> What the task asks:
How many lines in the listing below hold the word "Debug"? Answer with the number only.

BEGIN

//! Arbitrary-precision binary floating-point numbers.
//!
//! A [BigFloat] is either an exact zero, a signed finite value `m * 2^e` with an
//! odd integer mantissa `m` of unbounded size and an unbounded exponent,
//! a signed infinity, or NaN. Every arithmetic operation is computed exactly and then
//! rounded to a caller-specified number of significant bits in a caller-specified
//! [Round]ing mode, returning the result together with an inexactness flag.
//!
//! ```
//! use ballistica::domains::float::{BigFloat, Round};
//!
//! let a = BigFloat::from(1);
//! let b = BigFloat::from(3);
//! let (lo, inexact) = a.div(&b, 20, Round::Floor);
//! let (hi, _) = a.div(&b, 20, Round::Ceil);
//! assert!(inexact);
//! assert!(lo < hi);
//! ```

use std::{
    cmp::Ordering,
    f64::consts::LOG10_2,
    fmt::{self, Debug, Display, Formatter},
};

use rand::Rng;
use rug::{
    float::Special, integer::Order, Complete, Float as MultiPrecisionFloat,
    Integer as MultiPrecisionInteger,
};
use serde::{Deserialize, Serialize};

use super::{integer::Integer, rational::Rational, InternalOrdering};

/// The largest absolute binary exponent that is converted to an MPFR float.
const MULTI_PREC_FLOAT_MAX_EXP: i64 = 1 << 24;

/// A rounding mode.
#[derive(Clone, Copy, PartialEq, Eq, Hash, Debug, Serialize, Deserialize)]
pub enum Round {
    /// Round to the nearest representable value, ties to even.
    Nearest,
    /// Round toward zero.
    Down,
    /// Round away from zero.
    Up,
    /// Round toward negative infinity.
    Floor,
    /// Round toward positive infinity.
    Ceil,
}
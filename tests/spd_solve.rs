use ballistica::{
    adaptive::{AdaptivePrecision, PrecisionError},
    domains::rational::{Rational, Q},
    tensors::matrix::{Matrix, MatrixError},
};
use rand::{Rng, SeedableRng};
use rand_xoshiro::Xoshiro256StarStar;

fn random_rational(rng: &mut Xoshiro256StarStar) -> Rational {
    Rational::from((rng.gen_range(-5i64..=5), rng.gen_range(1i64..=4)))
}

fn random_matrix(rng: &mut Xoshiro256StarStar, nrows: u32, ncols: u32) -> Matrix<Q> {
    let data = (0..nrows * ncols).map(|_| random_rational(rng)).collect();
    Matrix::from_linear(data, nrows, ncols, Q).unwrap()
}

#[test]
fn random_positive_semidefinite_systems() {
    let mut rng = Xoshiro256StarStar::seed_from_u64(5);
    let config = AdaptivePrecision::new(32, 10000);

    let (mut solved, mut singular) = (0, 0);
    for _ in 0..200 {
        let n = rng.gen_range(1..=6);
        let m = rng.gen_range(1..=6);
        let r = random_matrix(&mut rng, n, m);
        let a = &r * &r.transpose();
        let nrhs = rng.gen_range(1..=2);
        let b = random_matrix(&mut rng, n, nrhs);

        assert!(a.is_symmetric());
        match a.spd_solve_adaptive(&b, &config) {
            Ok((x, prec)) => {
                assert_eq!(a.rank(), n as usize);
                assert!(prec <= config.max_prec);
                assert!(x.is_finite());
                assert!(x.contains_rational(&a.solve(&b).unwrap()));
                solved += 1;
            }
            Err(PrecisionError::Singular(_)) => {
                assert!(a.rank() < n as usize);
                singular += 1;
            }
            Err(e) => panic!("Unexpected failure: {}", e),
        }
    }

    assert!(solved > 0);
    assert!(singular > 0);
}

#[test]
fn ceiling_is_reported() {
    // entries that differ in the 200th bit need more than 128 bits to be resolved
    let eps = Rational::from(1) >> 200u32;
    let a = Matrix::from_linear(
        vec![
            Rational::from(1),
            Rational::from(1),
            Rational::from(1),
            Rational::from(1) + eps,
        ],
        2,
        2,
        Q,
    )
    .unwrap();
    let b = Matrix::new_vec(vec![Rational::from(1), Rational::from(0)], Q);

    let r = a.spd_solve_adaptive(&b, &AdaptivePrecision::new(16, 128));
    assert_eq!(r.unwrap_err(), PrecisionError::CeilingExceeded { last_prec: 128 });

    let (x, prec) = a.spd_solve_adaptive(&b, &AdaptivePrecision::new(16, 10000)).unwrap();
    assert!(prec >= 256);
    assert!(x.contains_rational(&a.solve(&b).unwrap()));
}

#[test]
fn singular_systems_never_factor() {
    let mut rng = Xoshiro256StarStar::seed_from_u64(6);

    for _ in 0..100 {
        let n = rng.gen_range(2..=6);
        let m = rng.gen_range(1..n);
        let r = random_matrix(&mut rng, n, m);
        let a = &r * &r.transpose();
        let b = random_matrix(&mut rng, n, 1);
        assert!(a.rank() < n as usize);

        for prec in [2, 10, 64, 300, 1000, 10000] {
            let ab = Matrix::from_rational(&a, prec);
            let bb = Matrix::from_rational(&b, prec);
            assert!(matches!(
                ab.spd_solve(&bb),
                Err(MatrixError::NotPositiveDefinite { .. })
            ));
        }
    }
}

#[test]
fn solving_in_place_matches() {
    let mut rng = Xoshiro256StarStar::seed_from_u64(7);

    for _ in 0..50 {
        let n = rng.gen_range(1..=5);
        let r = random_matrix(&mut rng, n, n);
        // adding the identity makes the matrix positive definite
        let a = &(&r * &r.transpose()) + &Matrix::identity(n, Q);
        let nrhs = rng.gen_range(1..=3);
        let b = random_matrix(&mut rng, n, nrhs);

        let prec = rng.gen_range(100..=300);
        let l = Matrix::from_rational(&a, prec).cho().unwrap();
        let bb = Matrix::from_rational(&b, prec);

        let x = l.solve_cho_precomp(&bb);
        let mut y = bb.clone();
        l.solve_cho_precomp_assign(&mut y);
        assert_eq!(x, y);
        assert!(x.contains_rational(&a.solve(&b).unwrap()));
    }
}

END

> Response box:
2